ISBN : 9782715228214


Petite-fille d'Henri IV et de Marie de Médicis - dont elle parle avec beaucoup d'affection - fille de Gaston, duc d'Orléans, frère cadet de Louis XIII, nièce par alliance d'Anne d'Autriche et enfin cousine germaine de Louis XIV et de son frère, Philippe, Anne-Marie-Louise d'Orléans, duchesse de Montpensier, fut assurément le plus beau parti de France et sans doute aussi le plus imbu de ses origines illustres. On reproche d'ailleurs souvent à celle que L Histoire a surnommée à jamais "la Grande Mademoiselle" cette hauteur, cette conviction de son rang et cette fierté princières qui, pourtant, à lire ses "Mémoires", ne paraissent guère au lecteur rien d'autre que de toutes naturelles.

Si Mademoiselle ne laisse jamais oublier les sommets à elle conférés par sa simple naissance, elle insiste vraiment très rarement sur le fait. Pour elle, cela coule de source et elle est persuadée que celui qui la lira pensera de même. Au reste, comme elle le dit elle-même, elle n'écrit pas pour raconter L Histoire et si l'on peut reprocher quelque chose à ses "Mémoires", c'est une dose certaine de narcissisme. Mais un narcissisme là encore si naturel et même si naïf qu'il désarme d'autant plus vite qu'on y décèle une bonté et une intégrité foncières.
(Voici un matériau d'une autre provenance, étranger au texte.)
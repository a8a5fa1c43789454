use image::codecs::png::PngEncoder;
use image::codecs::webp::WebPEncoder;
use image::imageops::{self, FilterType};
use image::{GrayImage, ImageEncoder, RgbaImage};

use crate::error::CardError;
use crate::slot::Slot;
use crate::OutputFormat;

/// Neutral gray used when no usable avatar is available.
const PLACEHOLDER_COLOR: image::Rgba<u8> = image::Rgba([200, 200, 200, 255]);

/// Decode the avatar, substituting a gray square when it is missing or broken.
///
/// The boolean is `true` when the placeholder was used.
pub(crate) fn decode_avatar(input: Option<&[u8]>, diameter: u32) -> (RgbaImage, bool) {
    let placeholder = || RgbaImage::from_pixel(diameter, diameter, PLACEHOLDER_COLOR);

    let Some(bytes) = input.filter(|b| !b.is_empty()) else {
        return (placeholder(), true);
    };

    match image::load_from_memory(bytes) {
        Ok(decoded) if decoded.width() > 0 && decoded.height() > 0 => (decoded.to_rgba8(), false),
        Ok(_) => {
            tracing::debug!("avatar has zero dimensions; using placeholder");
            (placeholder(), true)
        }
        Err(e) => {
            tracing::debug!(error = %e, "avatar decode failed; using placeholder");
            (placeholder(), true)
        }
    }
}

/// Crop the centred square of the avatar, then scale it to `diameter`.
///
/// Cropping first keeps the intermediate no larger than the source, however
/// extreme its aspect ratio.
pub(crate) fn fit_cover(avatar: RgbaImage, diameter: u32, filter: FilterType) -> RgbaImage {
    if avatar.dimensions() == (diameter, diameter) {
        return avatar;
    }
    let (width, height) = avatar.dimensions();
    let side = width.min(height);
    let x = (width - side) / 2;
    let y = (height - side) / 2;

    let square = if (width, height) == (side, side) {
        avatar
    } else {
        imageops::crop_imm(&avatar, x, y, side, side).to_image()
    };
    imageops::resize(&square, diameter, diameter, filter)
}

/// Single-channel disc mask: 255 inside the inscribed circle, 0 outside.
///
/// Edge pixels carry their approximate coverage so the rim is anti-aliased.
pub(crate) fn circle_mask(diameter: u32) -> GrayImage {
    let radius = diameter as f32 / 2.0;
    GrayImage::from_fn(diameter, diameter, |x, y| {
        let dx = x as f32 + 0.5 - radius;
        let dy = y as f32 + 0.5 - radius;
        let distance = (dx * dx + dy * dy).sqrt();
        let coverage = (radius - distance + 0.5).clamp(0.0, 1.0);
        image::Luma([(coverage * 255.0).round() as u8])
    })
}

/// Multiply the avatar's alpha by the mask.
pub(crate) fn apply_mask(avatar: &mut RgbaImage, mask: &GrayImage) {
    for (pixel, m) in avatar.pixels_mut().zip(mask.pixels()) {
        let alpha = pixel.0[3] as u32 * m.0[0] as u32;
        pixel.0[3] = ((alpha + 127) / 255) as u8;
    }
}

/// Alpha-composite `top` over `canvas` with its top-left corner at `(left, top_y)`.
///
/// Parts that fall outside the canvas are dropped. Fully transparent pixels
/// leave the canvas untouched.
pub(crate) fn paste_over(canvas: &mut RgbaImage, top: &RgbaImage, left: u32, top_y: u32) {
    let (canvas_w, canvas_h) = canvas.dimensions();

    for (dx, dy, fg) in top.enumerate_pixels() {
        let x = left as u64 + dx as u64;
        let y = top_y as u64 + dy as u64;
        if x >= canvas_w as u64 || y >= canvas_h as u64 {
            continue;
        }

        let fg_alpha = fg.0[3];
        if fg_alpha == 0 {
            continue;
        }
        let bg = canvas.get_pixel_mut(x as u32, y as u32);
        if fg_alpha == 255 {
            *bg = *fg;
            continue;
        }
        *bg = blend_over(bg, fg);
    }
}

fn blend_over(bg: &image::Rgba<u8>, fg: &image::Rgba<u8>) -> image::Rgba<u8> {
    let fg_a = fg.0[3] as f32 / 255.0;
    let bg_a = bg.0[3] as f32 / 255.0;
    let out_a = fg_a + bg_a * (1.0 - fg_a);
    if out_a <= 0.0 {
        return image::Rgba([0, 0, 0, 0]);
    }

    let channel = |i: usize| {
        let c = (fg.0[i] as f32 * fg_a + bg.0[i] as f32 * bg_a * (1.0 - fg_a)) / out_a;
        c.round().clamp(0.0, 255.0) as u8
    };

    image::Rgba([
        channel(0),
        channel(1),
        channel(2),
        (out_a * 255.0).round() as u8,
    ])
}

/// Encode the canvas losslessly in the requested format.
pub(crate) fn encode_image(image: &RgbaImage, format: &OutputFormat) -> Result<Vec<u8>, CardError> {
    let mut buffer = Vec::new();
    let (width, height) = image.dimensions();

    match format {
        OutputFormat::Png => {
            PngEncoder::new(&mut buffer)
                .write_image(image.as_raw(), width, height, image::ExtendedColorType::Rgba8)
                .map_err(|e| CardError::EncodeFailed(e.to_string()))?;
        }
        OutputFormat::Webp => {
            WebPEncoder::new_lossless(&mut buffer)
                .write_image(image.as_raw(), width, height, image::ExtendedColorType::Rgba8)
                .map_err(|e| CardError::EncodeFailed(e.to_string()))?;
        }
    }

    Ok(buffer)
}

/// Render the avatar into `slot` on a copy of `background`.
///
/// Returns the composited canvas and whether the placeholder avatar was used.
/// `background` is never modified.
pub(crate) fn compose_canvas(
    background: &RgbaImage,
    slot: Slot,
    avatar: Option<&[u8]>,
    filter: FilterType,
) -> (RgbaImage, bool) {
    let (decoded, placeholder) = decode_avatar(avatar, slot.diameter());
    let mut fitted = fit_cover(decoded, slot.diameter(), filter);
    apply_mask(&mut fitted, &circle_mask(slot.diameter()));

    let mut canvas = background.clone();
    paste_over(&mut canvas, &fitted, slot.left(), slot.top());

    (canvas, placeholder)
}
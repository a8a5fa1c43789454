use image::imageops::FilterType;

use crate::error::CardError;
use crate::region_detector::DEFAULT_MAX_WIDTH;
use crate::slot::{DetectionMode, Slot};
use crate::OutputFormat;

/// Environment variable selecting `auto` or `manual` slot placement.
pub const ENV_MODE: &str = "CIRCLE_MODE";
/// Environment variable for the manual slot's left edge.
pub const ENV_LEFT: &str = "MANUAL_CIRCLE_LEFT";
/// Environment variable for the manual slot's top edge.
pub const ENV_TOP: &str = "MANUAL_CIRCLE_TOP";
/// Environment variable for the manual slot's diameter.
pub const ENV_DIAMETER: &str = "MANUAL_CIRCLE_DIAMETER";

/// Settings for a [`crate::CardPipeline`].
#[derive(Debug, Clone)]
pub struct CardConfig {
    /// How the slot is chosen.
    pub mode: DetectionMode,

    /// Fixed slot for manual mode and the fallback for auto mode.
    pub manual_slot: Slot,

    /// Width the background is reduced to before slot detection.
    pub max_detect_width: u32,

    /// Resampling filter for detection downsampling and avatar fitting.
    pub filter: FilterType,

    /// Encoding of the finished card.
    pub format: OutputFormat,
}

impl Default for CardConfig {
    fn default() -> Self {
        Self {
            mode: DetectionMode::Auto,
            manual_slot: Slot::default(),
            max_detect_width: DEFAULT_MAX_WIDTH,
            filter: FilterType::Lanczos3,
            format: OutputFormat::Png,
        }
    }
}

impl CardConfig {
    /// Read `CIRCLE_MODE` and `MANUAL_CIRCLE_{LEFT,TOP,DIAMETER}` from the
    /// process environment. Unset variables keep their defaults.
    pub fn from_env() -> Result<Self, CardError> {
        Self::from_lookup(|key| std::env::var(key).ok())
    }

    /// Like [`CardConfig::from_env`], reading values through `lookup`.
    pub fn from_lookup<F>(lookup: F) -> Result<Self, CardError>
    where
        F: Fn(&str) -> Option<String>,
    {
        let mut config = Self::default();

        if let Some(mode) = lookup(ENV_MODE) {
            config.mode = mode.parse()?;
        }

        let defaults = config.manual_slot;
        let left = parse_u32(&lookup, ENV_LEFT)?.unwrap_or(defaults.left());
        let top = parse_u32(&lookup, ENV_TOP)?.unwrap_or(defaults.top());
        let diameter = parse_u32(&lookup, ENV_DIAMETER)?.unwrap_or(defaults.diameter());
        config.manual_slot = Slot::new(left, top, diameter)?;

        Ok(config)
    }
}

fn parse_u32<F>(lookup: &F, key: &str) -> Result<Option<u32>, CardError>
where
    F: Fn(&str) -> Option<String>,
{
    match lookup(key) {
        None => Ok(None),
        Some(raw) => raw
            .trim()
            .parse::<u32>()
            .map(Some)
            .map_err(|e| CardError::InvalidConfig(format!("{key}={raw:?}: {e}"))),
    }
}

#[cfg(test)]
mod tests {
    use super::*;
    use std::collections::HashMap;

    fn lookup_from(pairs: &[(&str, &str)]) -> impl Fn(&str) -> Option<String> {
        let map: HashMap<String, String> = pairs
            .iter()
            .map(|(k, v)| (k.to_string(), v.to_string()))
            .collect();
        move |key| map.get(key).cloned()
    }

    #[test]
    fn defaults_match_deployment() {
        let config = CardConfig::from_lookup(lookup_from(&[])).unwrap();
        assert_eq!(config.mode, DetectionMode::Auto);
        assert_eq!(config.manual_slot, Slot::new(620, 170, 300).unwrap());
        assert_eq!(config.max_detect_width, 800);
        assert!(matches!(config.format, OutputFormat::Png));
    }

    #[test]
    fn reads_all_variables() {
        let config = CardConfig::from_lookup(lookup_from(&[
            (ENV_MODE, "Manual"),
            (ENV_LEFT, "12"),
            (ENV_TOP, " 34 "),
            (ENV_DIAMETER, "56"),
        ]))
        .unwrap();
        assert_eq!(config.mode, DetectionMode::Manual);
        assert_eq!(config.manual_slot, Slot::new(12, 34, 56).unwrap());
    }

    #[test]
    fn partial_override_keeps_other_defaults() {
        let config = CardConfig::from_lookup(lookup_from(&[(ENV_TOP, "5")])).unwrap();
        assert_eq!(config.manual_slot, Slot::new(620, 5, 300).unwrap());
    }

    #[test]
    fn rejects_bad_values() {
        let err = CardConfig::from_lookup(lookup_from(&[(ENV_LEFT, "-3")])).unwrap_err();
        assert!(matches!(err, CardError::InvalidConfig(_)));

        let err = CardConfig::from_lookup(lookup_from(&[(ENV_MODE, "sometimes")])).unwrap_err();
        assert!(matches!(err, CardError::InvalidMode(_)));

        let err = CardConfig::from_lookup(lookup_from(&[(ENV_DIAMETER, "4")])).unwrap_err();
        assert!(matches!(err, CardError::InvalidDiameter(4)));
    }
}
Mademoiselle se voulait grande dame mais elle fait partie de ces aristocrates qui, tout en veillant jalousement sur leurs droits, estimaient en parallèle qu'en posséder, surtout à un niveau aussi élevé, ne les exemptait pas des devoirs qui vont avec.

L'édition présente n'est évidemment pas l'intégrale du texte - 2500 pages imprimées dans la version Chéruel. Par nature, vous vous en doutez - nous eussions volontiers lu ladite intégrale mais, pour l'instant, n'ayant pu nous la procurer dans une édition moderne, nous nous sommes contenté de ces modestes six-cent-trente-quatre pages qui retracent tous les grands moments de la vie de la duchesse de Montpensier, non sans redites il est vrai - surtout vers la fin - avant de s'arrêter sur l'abrupt d'une phrase inachevée.

Mademoiselle n'est pas fine styliste et tend à se répéter dans l'énumération des évènements par de fréquents : "Le lendemain ..." ou "Le jour suivant ..." C'est un style "Grand Siècle" mais qui n'aurait pas eu l'aval de Boileau. Néanmoins, à haute voix, cela passe mieux et puis ... quelle Histoire et quelles histoires ! ... Nous sommes ici en prise directe avec la Fronde où Monsieur, père de Mademoiselle, s'arrangea pour la pousser dans les situations les plus périlleuses, espérant bien, si les Frondeurs l'emportaient, en retirer tout le mérite et, au cas où Louis XIV triompherait, faire dévier toutes ses foudres sur sa cousine alors que l'instigateur, le seul, le vrai, c'était bien lui, Gaston d'Orléans, l'Eternel Comploteur.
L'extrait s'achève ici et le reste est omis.